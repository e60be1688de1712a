//! Request and response data types

use serde::{Deserialize, Serialize};
use std::cmp::Ordering;
use validator::{Validate, ValidationError, ValidationErrors};

/// Number of leading characters stripped from a sample name to obtain its metadata key, e.g.
/// `BB_` in `BB_940`.
pub const SAMPLE_PREFIX_LEN: usize = 3;

/// Path parameters for routes addressing a sample column of the count matrix
///
/// Any non-empty segment is accepted; whether it names a column is decided by the store.
#[derive(Debug, Deserialize, Validate)]
pub struct SamplePath {
    /// Full sample name, e.g. `BB_940`
    pub sample: String,
}

/// Path parameters for routes addressing a row of the sample metadata
#[derive(Debug, Deserialize, Validate)]
pub struct MetadataPath {
    /// Sample name whose suffix is the numeric `SAMPLEID`, e.g. `BB_940`
    pub sample: String,
}

impl MetadataPath {
    /// Returns the `SAMPLEID` this sample name refers to.
    ///
    /// Fails with errors keyed on `sample` if the name is not a prefix followed by digits.
    pub fn sample_id(&self) -> Result<i64, ValidationErrors> {
        parse_sample_identifier(&self.sample).map_err(|error| {
            let mut errors = ValidationErrors::new();
            errors.add("sample", error);
            errors
        })
    }
}

/// Strip the sample prefix and parse the remainder as a `SAMPLEID`.
///
/// The prefix is not required to be `BB_`; any three characters are accepted. The remainder must
/// be a non-empty run of ASCII digits that fits an `i64`.
pub fn parse_sample_identifier(sample: &str) -> Result<i64, ValidationError> {
    let digits = sample
        .char_indices()
        .nth(SAMPLE_PREFIX_LEN)
        .map(|(index, _)| &sample[index..])
        .ok_or_else(|| {
            let mut error = ValidationError::new("sample identifier is too short");
            error.add_param("sample".into(), &sample);
            error
        })?;
    if !digits.bytes().all(|b| b.is_ascii_digit()) {
        let mut error = ValidationError::new("sample identifier must end in digits");
        error.add_param("sample".into(), &sample);
        return Err(error);
    }
    digits.parse::<i64>().map_err(|_| {
        let mut error = ValidationError::new("sample identifier is out of range");
        error.add_param("sample".into(), &sample);
        error
    })
}

/// Count vector of a single sample
///
/// `otu_ids` and `sample_values` are parallel: index `i` of each describes the same taxonomic
/// unit.
#[derive(Clone, Debug, Default, Deserialize, PartialEq, Serialize)]
pub struct SampleVector {
    /// Taxonomic unit IDs
    pub otu_ids: Vec<i64>,
    /// Counts of each unit in the sample
    pub sample_values: Vec<Number>,
}

/// A numeric value, kept in the storage class it was read with
///
/// SQLite only enforces column affinity loosely, so an INTEGER column may still hold reals.
#[derive(Clone, Copy, Debug, Deserialize, PartialEq, Serialize)]
#[serde(untagged)]
pub enum Number {
    Integer(i64),
    Real(f64),
}

impl Number {
    /// Compare two numbers by value, exactly when both are integers.
    ///
    /// SQLite never stores NaN, so reals always have a total order here; NaN compares equal.
    pub fn cmp_value(&self, other: &Self) -> Ordering {
        match (self, other) {
            (Self::Integer(a), Self::Integer(b)) => a.cmp(b),
            (a, b) => a
                .as_f64()
                .partial_cmp(&b.as_f64())
                .unwrap_or(Ordering::Equal),
        }
    }

    /// Returns the value as a float.
    pub fn as_f64(&self) -> f64 {
        match self {
            Self::Integer(value) => *value as f64,
            Self::Real(value) => *value,
        }
    }
}

impl From<i64> for Number {
    fn from(value: i64) -> Self {
        Self::Integer(value)
    }
}

impl From<f64> for Number {
    fn from(value: f64) -> Self {
        Self::Real(value)
    }
}

/// Demographic metadata of a sample
#[derive(Clone, Debug, Deserialize, PartialEq, Serialize)]
#[serde(rename_all = "UPPERCASE")]
pub struct SampleMetadata {
    #[serde(rename = "SAMPLEID")]
    pub sample_id: i64,
    pub ethnicity: Option<String>,
    pub gender: Option<String>,
    pub age: Option<Number>,
    pub location: Option<String>,
    #[serde(rename = "BBTYPE")]
    pub bb_type: Option<String>,
}
//! Web server

use crate::cli;

use std::{io, net::SocketAddr, path::PathBuf, str::FromStr, time::Duration};

use axum::ServiceExt;
use axum_server::{tls_rustls::RustlsConfig, Handle};
use expanduser::expanduser;
use tokio::signal;
use tracing::info;

/// Resolve a possibly `~`-prefixed path to an existing absolute file.
fn existing_file(path: &str, description: &str) -> io::Result<PathBuf> {
    let path = expanduser(path)?;
    path.canonicalize().map_err(|err| {
        io::Error::new(
            err.kind(),
            format!("{} expected at '{}' but not found", description, path.display()),
        )
    })
}

/// Serve the biodiversity API
///
/// Runs until a shutdown signal has been received and in-flight requests have completed.
///
/// # Arguments
///
/// * `args`: Command line arguments
/// * `service`: The [crate::app::Service] to serve
pub async fn serve(args: &cli::CommandLineArgs, service: crate::app::Service) -> io::Result<()> {
    let addr = SocketAddr::from_str(&format!("{}:{}", args.host, args.port)).map_err(|err| {
        io::Error::new(
            io::ErrorKind::InvalidInput,
            format!("invalid host name, IP address or port number: {}", err),
        )
    })?;

    // Catch ctrl+c and try to shutdown gracefully
    let handle = Handle::new();
    tokio::spawn(shutdown_signal(
        handle.clone(),
        args.graceful_shutdown_timeout,
    ));

    if args.https {
        let cert_file = existing_file(&args.cert_file, "TLS certificate file")?;
        let key_file = existing_file(&args.key_file, "TLS key file")?;
        let tls_config = RustlsConfig::from_pem_file(cert_file, key_file).await?;
        info!(%addr, "listening for HTTPS");
        axum_server::bind_rustls(addr, tls_config)
            .handle(handle)
            .serve(service.into_make_service())
            .await
    } else {
        info!(%addr, "listening for HTTP");
        axum_server::bind(addr)
            .handle(handle)
            .serve(service.into_make_service())
            .await
    }
}

/// Graceful shutdown handler
///
/// Installs signal handlers to catch Ctrl-C or SIGTERM and trigger a graceful shutdown.
async fn shutdown_signal(handle: Handle, timeout: u64) {
    let ctrl_c = async {
        if let Err(err) = signal::ctrl_c().await {
            tracing::error!("failed to install Ctrl+C handler: {}", err);
            std::future::pending::<()>().await;
        }
    };

    #[cfg(unix)]
    let terminate = async {
        match signal::unix::signal(signal::unix::SignalKind::terminate()) {
            Ok(mut stream) => {
                stream.recv().await;
            }
            Err(err) => {
                tracing::error!("failed to install SIGTERM handler: {}", err);
                std::future::pending::<()>().await;
            }
        }
    };

    #[cfg(not(unix))]
    let terminate = std::future::pending::<()>();

    tokio::select! {
        _ = ctrl_c => {},
        _ = terminate => {},
    }

    info!("signal received, starting graceful shutdown");
    // Force shutdown if graceful shutdown takes longer than the timeout
    handle.graceful_shutdown(Some(Duration::from_secs(timeout)));
}
//! This file defines the bellybutton binary entry point.

use bellybutton::app;
use bellybutton::app_state::AppState;
use bellybutton::cli;
use bellybutton::metrics;
use bellybutton::server;
use bellybutton::tracing;

use std::process::exit;

/// Application entry point
#[tokio::main]
async fn main() {
    let args = cli::parse();
    tracing::init_tracing(&args);
    ::tracing::debug!(?args, "parsed command line");
    if let Err(err) = metrics::register_metrics() {
        ::tracing::error!("failed to register metrics: {}", err);
        exit(1)
    }
    let state = match AppState::open(&args).await {
        Ok(state) => state,
        Err(err) => {
            ::tracing::error!(database = %args.database, error = ?err, "failed to open database");
            exit(1)
        }
    };
    let service = app::service(state);
    if let Err(err) = server::serve(&args, service).await {
        ::tracing::error!("server error: {}", err);
        tracing::shutdown_tracing();
        exit(1)
    }
    tracing::shutdown_tracing();
}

☆ ☆ ☆ ☆

Your instructions
Which lines above contain the word "parameters"? List them.

Expected answer
/// Path parameters for routes addressing a sample column of the count matrix
/// Path parameters for routes addressing a row of the sample metadata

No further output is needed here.